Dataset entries
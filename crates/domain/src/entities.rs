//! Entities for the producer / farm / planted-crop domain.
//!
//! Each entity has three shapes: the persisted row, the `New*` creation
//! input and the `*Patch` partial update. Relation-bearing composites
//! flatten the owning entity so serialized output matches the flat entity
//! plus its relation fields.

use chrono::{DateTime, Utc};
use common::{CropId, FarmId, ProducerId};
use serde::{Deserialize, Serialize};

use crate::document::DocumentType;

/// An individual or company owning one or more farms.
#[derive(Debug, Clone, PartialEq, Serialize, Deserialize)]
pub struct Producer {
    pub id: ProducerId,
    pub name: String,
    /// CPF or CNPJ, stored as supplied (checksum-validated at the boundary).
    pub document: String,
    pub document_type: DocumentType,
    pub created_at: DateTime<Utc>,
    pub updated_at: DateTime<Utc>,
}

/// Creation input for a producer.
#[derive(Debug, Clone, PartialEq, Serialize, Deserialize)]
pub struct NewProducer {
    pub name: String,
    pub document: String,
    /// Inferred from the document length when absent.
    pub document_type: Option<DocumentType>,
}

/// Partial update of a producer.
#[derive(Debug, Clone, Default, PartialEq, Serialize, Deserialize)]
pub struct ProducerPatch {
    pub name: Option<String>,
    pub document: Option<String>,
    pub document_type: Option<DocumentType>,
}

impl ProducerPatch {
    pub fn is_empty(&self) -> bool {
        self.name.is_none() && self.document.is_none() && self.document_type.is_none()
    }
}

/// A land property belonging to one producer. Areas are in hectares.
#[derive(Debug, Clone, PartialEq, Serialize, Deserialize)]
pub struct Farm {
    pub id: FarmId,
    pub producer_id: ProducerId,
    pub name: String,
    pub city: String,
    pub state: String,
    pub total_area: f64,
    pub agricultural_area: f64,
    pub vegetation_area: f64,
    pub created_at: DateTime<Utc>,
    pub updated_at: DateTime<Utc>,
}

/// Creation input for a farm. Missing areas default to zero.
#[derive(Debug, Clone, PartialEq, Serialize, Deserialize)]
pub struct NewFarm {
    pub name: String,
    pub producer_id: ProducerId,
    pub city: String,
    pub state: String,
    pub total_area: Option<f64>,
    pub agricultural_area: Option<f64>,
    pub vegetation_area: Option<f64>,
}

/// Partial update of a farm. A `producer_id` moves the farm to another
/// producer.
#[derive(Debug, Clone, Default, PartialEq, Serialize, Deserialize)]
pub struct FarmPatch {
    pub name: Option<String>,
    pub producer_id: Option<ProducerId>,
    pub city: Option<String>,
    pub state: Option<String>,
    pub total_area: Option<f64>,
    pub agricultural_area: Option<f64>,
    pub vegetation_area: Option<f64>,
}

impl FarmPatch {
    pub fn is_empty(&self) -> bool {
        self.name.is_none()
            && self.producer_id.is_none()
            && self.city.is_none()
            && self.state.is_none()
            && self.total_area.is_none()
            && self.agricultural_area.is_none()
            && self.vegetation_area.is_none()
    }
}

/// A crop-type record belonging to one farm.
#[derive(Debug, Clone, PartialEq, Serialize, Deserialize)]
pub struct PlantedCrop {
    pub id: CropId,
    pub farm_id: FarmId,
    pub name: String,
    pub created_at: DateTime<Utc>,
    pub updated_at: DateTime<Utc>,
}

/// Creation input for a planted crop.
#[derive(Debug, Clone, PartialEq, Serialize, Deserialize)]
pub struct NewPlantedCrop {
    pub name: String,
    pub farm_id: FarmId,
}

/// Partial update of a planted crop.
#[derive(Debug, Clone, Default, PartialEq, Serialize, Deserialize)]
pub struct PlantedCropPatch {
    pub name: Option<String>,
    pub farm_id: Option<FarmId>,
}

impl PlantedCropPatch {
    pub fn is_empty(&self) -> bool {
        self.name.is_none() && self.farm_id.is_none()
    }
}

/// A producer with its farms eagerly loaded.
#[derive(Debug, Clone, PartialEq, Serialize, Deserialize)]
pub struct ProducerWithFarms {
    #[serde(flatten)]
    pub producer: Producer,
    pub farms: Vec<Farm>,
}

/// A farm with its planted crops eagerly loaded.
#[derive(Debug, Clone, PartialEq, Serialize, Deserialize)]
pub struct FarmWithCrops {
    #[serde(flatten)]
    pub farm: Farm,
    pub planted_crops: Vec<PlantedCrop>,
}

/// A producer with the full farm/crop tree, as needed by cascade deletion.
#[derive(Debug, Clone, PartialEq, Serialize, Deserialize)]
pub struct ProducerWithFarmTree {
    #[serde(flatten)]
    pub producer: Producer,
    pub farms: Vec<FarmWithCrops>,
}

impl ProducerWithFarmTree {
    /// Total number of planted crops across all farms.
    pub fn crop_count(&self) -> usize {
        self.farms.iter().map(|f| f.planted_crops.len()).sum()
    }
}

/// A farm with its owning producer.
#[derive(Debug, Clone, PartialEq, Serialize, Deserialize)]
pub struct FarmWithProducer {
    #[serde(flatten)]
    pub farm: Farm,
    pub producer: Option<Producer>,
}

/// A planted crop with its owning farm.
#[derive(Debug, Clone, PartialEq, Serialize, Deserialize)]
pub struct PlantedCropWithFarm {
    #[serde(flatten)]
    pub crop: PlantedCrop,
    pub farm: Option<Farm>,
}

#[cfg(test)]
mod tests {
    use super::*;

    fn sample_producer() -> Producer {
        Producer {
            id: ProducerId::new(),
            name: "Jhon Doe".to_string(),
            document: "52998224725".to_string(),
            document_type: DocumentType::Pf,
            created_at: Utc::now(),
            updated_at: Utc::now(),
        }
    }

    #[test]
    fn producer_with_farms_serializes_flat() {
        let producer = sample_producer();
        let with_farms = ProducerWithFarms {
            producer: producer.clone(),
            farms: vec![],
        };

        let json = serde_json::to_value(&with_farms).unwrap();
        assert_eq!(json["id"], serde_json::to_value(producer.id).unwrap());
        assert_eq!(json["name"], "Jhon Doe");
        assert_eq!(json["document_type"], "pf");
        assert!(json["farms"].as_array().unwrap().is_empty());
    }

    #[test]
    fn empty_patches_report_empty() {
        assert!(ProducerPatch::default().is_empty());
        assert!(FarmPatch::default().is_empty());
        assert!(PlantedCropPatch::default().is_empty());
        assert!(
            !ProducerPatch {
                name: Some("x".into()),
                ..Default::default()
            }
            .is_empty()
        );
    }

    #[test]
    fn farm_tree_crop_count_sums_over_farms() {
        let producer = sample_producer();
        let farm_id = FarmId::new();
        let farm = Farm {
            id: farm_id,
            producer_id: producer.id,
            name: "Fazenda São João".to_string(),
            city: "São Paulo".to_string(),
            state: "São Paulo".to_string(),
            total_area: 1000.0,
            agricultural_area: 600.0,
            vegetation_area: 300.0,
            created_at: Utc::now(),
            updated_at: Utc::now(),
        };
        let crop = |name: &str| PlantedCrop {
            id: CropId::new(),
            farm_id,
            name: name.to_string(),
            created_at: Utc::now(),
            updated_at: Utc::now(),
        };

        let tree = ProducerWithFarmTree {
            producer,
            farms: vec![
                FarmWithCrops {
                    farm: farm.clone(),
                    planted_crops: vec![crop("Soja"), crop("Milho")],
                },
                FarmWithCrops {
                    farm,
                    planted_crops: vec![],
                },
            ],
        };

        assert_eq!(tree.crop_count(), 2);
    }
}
* * *
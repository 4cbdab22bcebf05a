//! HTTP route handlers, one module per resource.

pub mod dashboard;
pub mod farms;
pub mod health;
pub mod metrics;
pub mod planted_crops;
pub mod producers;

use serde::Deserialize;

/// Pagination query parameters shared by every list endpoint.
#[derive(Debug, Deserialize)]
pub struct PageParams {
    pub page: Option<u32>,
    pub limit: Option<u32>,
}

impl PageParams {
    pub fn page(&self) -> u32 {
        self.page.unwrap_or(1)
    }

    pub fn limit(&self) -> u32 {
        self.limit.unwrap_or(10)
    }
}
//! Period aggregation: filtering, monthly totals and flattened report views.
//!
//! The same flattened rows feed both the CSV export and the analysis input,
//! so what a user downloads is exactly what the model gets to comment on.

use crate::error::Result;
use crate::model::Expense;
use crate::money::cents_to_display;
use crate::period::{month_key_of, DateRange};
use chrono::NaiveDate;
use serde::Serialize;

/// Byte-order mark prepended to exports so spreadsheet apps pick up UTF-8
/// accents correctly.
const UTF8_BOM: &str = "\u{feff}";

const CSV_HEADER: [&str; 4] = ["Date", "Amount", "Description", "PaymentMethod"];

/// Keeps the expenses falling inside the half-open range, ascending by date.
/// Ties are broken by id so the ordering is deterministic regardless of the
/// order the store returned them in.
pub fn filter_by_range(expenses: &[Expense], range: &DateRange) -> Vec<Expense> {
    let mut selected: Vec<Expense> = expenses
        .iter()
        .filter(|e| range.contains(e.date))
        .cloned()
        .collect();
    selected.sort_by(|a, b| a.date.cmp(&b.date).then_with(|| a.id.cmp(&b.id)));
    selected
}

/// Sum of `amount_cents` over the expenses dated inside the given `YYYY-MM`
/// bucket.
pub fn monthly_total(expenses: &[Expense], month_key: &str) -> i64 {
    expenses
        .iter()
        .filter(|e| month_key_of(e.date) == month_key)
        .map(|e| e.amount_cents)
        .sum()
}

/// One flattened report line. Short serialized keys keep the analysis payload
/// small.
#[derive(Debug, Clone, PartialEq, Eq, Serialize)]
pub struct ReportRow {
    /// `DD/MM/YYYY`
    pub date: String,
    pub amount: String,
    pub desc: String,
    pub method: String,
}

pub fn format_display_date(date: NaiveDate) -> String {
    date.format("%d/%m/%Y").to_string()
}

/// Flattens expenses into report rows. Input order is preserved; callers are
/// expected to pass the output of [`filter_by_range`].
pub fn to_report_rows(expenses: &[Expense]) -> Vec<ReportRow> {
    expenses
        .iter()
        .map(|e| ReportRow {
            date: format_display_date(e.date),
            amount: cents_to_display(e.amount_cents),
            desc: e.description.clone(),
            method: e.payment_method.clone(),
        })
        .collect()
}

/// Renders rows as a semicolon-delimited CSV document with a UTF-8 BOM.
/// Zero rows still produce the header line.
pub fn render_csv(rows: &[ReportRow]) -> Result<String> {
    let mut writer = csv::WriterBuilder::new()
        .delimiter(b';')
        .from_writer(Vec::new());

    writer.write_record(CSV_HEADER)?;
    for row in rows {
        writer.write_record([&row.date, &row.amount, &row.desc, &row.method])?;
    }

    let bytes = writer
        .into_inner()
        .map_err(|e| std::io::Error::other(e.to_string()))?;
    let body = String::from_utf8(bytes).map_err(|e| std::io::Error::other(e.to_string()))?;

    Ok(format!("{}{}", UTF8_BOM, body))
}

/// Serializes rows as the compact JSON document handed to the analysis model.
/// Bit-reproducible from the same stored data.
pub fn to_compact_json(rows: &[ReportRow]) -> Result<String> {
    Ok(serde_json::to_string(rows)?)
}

Exercise brief: Lines with "ProducerWithFarms": return each one from the data above.

Answer box:
pub struct ProducerWithFarms {
        let with_farms = ProducerWithFarms {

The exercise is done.